In particular, I'm told that people proved false theorems using Newton's approach to calculus.

I'm intrigued by this claim, but it seems very vague, both because there is no information about what the theorems might be and because it's not clear how widely accepted these false results are claimed to have been.

First off, I don't think it makes much sense to consider Newton in isolation from Leibniz. Newton didn't fully develop the calculus. His results were scattered in a variety of places and are not complete or systematic.

The rigor and logical validity of Newton and Leibniz's calculus were vigorously debated from very early on. Archbishop Berkeley published The Analyst in 1734, seven years after Newton's death. He claimed that although Newton's results were correct, they were derived through incorrect methods: "I have no Controversy about your Conclusions, but only about your Logic and Method." This would seem to suggest that if otherwise competent people arrived at incorrect and widely known results based on the Newton-Leibniz methods, it didn't happen during Newton's generation or the generation after that, since clearly a rabid critic like Berkeley would have made a big deal out of such a thing.
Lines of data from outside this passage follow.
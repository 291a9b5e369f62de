//! # HQSL Benchmarks
//!
//! | Operation | Target |
//! |-----------|--------|
//! | Card text parse | < 10µs |
//! | Signable text | < 5µs |
//! | Full verification, key in memory | < 5ms |

use criterion::{black_box, criterion_group, criterion_main, Criterion};
use hqsl_card::Card;
use hqsl_openpgp::{certification_ranges, verify, StaticKeyLookup};
use hqsl_tests::fixtures::{contact, TestKeys};
use std::time::Duration;

fn bench_card_codec(c: &mut Criterion) {
    let mut group = c.benchmark_group("hqsl-card");

    let keys = TestKeys::certified().expect("fixture keys");
    let text = keys.sign(contact()).to_text().expect("card text");
    let url = format!("https://hqsl.net/h#{text}");

    group.bench_function("parse_signed_card", |b| {
        b.iter(|| black_box(Card::parse(black_box(&text)).is_ok()))
    });
    group.bench_function("parse_card_url", |b| {
        b.iter(|| black_box(Card::parse(black_box(&url)).is_ok()))
    });

    let card = contact();
    group.bench_function("signable_text", |b| {
        b.iter(|| black_box(card.signable_text().is_ok()))
    });
    group.bench_function("to_adif", |b| b.iter(|| black_box(card.to_adif().is_ok())));

    group.finish();
}

fn bench_verification(c: &mut Criterion) {
    let mut group = c.benchmark_group("hqsl-openpgp");
    group.measurement_time(Duration::from_secs(10));

    let runtime = tokio::runtime::Runtime::new().expect("tokio runtime");
    let keys = TestKeys::certified().expect("fixture keys");
    let card = keys.sign(contact());
    let lookup = StaticKeyLookup::serving([keys.signer_public()]);
    let trusted = vec![keys.root_public()];

    group.bench_function("verify_valid_card", |b| {
        b.iter(|| {
            let verification = runtime.block_on(verify(black_box(&card), &lookup, &trusted));
            black_box(verification.verdict)
        })
    });

    let signer = keys.signer_public();
    group.bench_function("certification_ranges", |b| {
        b.iter(|| black_box(certification_ranges(black_box(&signer), &trusted).len()))
    });

    group.finish();
}

criterion_group!(benches, bench_card_codec, bench_verification);
criterion_main!(benches);
//! Subcommand implementations. Each returns the text to print.

use std::fs;
use std::io::Read;
use std::path::Path;

use anyhow::{anyhow, Context, Result};
use hqsl_card::{from_ham_date, Card};
use hqsl_openpgp::{
    certification_ranges, parse_keys, sign, HkpTransport, HqslOpenPgp, PrivateKey, PublicKey,
    QslVerificationApi, Verdict, Verification,
};
use serde::Serialize;
use tracing::{info, warn};

/// Card text from an argument; `-` reads standard input.
pub fn read_card(arg: &str) -> Result<Card> {
    let text = if arg == "-" {
        let mut text = String::new();
        std::io::stdin()
            .read_to_string(&mut text)
            .context("reading card from stdin")?;
        text
    } else {
        arg.to_string()
    };
    Ok(Card::parse(text.trim())?)
}

fn read_file(path: &Path) -> Result<Vec<u8>> {
    fs::read(path).with_context(|| format!("reading {}", path.display()))
}

/// Outcome of `verify`, as printed.
#[derive(Debug, Serialize)]
pub struct VerifyReport {
    pub verdict: Verdict,
    pub description: &'static str,
    pub from: Option<String>,
    pub to: Option<String>,
    pub when: String,
    pub band: &'static str,
    pub signer: Option<String>,
    pub certifier: Option<String>,
}

impl VerifyReport {
    pub fn new(card: &Card, verification: &Verification) -> Self {
        Self {
            verdict: verification.verdict,
            description: verification.verdict.description(),
            from: card.from.clone(),
            to: card.to.clone(),
            when: card.display_date(),
            band: card.band(),
            signer: verification.signer_key.as_ref().map(PublicKey::fingerprint),
            certifier: verification.certifier_key.as_ref().map(PublicKey::fingerprint),
        }
    }

    pub fn render(&self, json: bool) -> Result<String> {
        if json {
            return Ok(serde_json::to_string_pretty(self)?);
        }
        let mut lines = vec![
            format!("{}: {}", self.verdict, self.description),
            format!(
                "  {} -> {}  {}  {}",
                self.from.as_deref().unwrap_or("?"),
                self.to.as_deref().unwrap_or("?"),
                self.when,
                self.band
            ),
        ];
        if let Some(signer) = &self.signer {
            lines.push(format!("  signer:    {signer}"));
        }
        if let Some(certifier) = &self.certifier {
            lines.push(format!("  certifier: {certifier}"));
        }
        Ok(lines.join("\n"))
    }
}

pub async fn verify<T: HkpTransport + 'static>(
    hqsl: &HqslOpenPgp<T>,
    card: &Card,
) -> VerifyReport {
    let verification = hqsl.verify(card).await;
    VerifyReport::new(card, &verification)
}

/// Sign a card; `at` is `yyyyMMddHHmm` UTC, default now.
pub fn sign_card(
    card: Card,
    key_path: &Path,
    passphrase: Option<&str>,
    at: Option<&str>,
) -> Result<String> {
    let key = PrivateKey::parse(&read_file(key_path)?)
        .with_context(|| format!("loading private key {}", key_path.display()))?;
    let at = at.map(from_ham_date).transpose()?;
    let signed = sign(card, &key, passphrase, at)?;
    Ok(signed.to_text()?)
}

/// Certification windows of every key in a key file.
pub fn certifications(key_path: &Path, trusted: &[PublicKey]) -> Result<String> {
    let keys = parse_keys(&read_file(key_path)?)
        .with_context(|| format!("loading {}", key_path.display()))?;

    let mut lines = Vec::new();
    for key in &keys {
        lines.push(key.fingerprint());
        let ranges = certification_ranges(key, trusted);
        if ranges.is_empty() {
            lines.push("  no certifications by trusted keys".to_string());
        }
        for range in ranges {
            lines.push(format!(
                "  {}  {} .. {}  by {}",
                range.call,
                range.start.format("%Y-%m-%d %H:%M"),
                range.end.format("%Y-%m-%d %H:%M"),
                range.certifier.fingerprint()
            ));
        }
    }
    Ok(lines.join("\n"))
}

pub async fn lookup<T: HkpTransport + 'static>(hqsl: &HqslOpenPgp<T>, query: &str) -> Result<String> {
    let keys = hqsl.lookup(query).await?;
    let armored = keys
        .iter()
        .map(PublicKey::armored)
        .collect::<Result<Vec<_>, _>>()?;
    Ok(armored.join("\n"))
}

/// Upload every key in a key file and wait for the uploads.
pub async fn publish<T: HkpTransport + 'static>(
    hqsl: &HqslOpenPgp<T>,
    key_path: &Path,
    server: Option<&str>,
) -> Result<String> {
    let keys = parse_keys(&read_file(key_path)?)
        .with_context(|| format!("loading {}", key_path.display()))?;
    let mut uploads = 0;
    for key in &keys {
        for handle in hqsl.publish(key, server)? {
            handle.await.map_err(|e| anyhow!("upload task failed: {e}"))?;
            uploads += 1;
        }
        info!(key = %key.fingerprint(), "[hqsl] key submitted");
    }
    Ok(format!(
        "submitted {} key(s) in {uploads} upload(s); see the log for results",
        keys.len()
    ))
}

pub fn adif_export(card: &Card) -> Result<String> {
    Ok(card.to_adif()?)
}

/// Card text of every contact in an ADI file, from the logging station's side.
///
/// Contacts that cannot form a card are logged and skipped.
pub fn adif_import(path: &Path, call: &str, grid: &str) -> Result<String> {
    let text = fs::read_to_string(path).with_context(|| format!("reading {}", path.display()))?;
    let cards = Card::from_adif(&text, call, grid)
        .with_context(|| format!("parsing {}", path.display()))?;

    let mut lines = Vec::new();
    for (index, card) in cards.iter().enumerate() {
        match card.to_text() {
            Ok(line) => lines.push(line),
            Err(e) => warn!(record = index, to = ?card.to, error = %e, "[hqsl] skipping ADIF record"),
        }
    }
    Ok(lines.join("\n"))
}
Blaszczyk at al. have an interesting revisionist take on the early history of the calculus. In their reading:

Leibniz’s heuristic law of continuity was implemented mathematically as Los’s theorem and later as the transfer principle over the hyperreals ..., while Leibniz’s heuristic law of homogeneity... was implemented mathematically as the standard part function ...

If you buy this account, then Newton-Leibniz calculus had a fully formed, well-defined, and consistent set of methods that are isomorphic to some subset of the methods of NSA. For example, say we calculate, in the Leibniz style,

$$d(x^2)/dx=[(x+dx)^2-x^2]/dx=(2x\,dx+dx^2)/dx=2x+dx{}_{\ulcorner\!\urcorner}2x.$$

The symbol ${}_{\ulcorner\!\urcorner}$ is Leibniz's notation for what he called "adequality," which Blaszczyk argues is the same as NSA's standard-part relation; today we'd write the final step as $\operatorname{st}(2x+dx)=2x$. This is a completely valid calculation if interpreted in terms of NSA. Of course the notation ${}_{\ulcorner\!\urcorner}$ never caught on, and practitioners of the calculus traditionally just wrote $=$, which made the practice of discarding squares of infinitesimals seem logically suspect. But that doesn't mean that the methods were wrong, just that they were traditionally written in a way that may have obscured their correctness.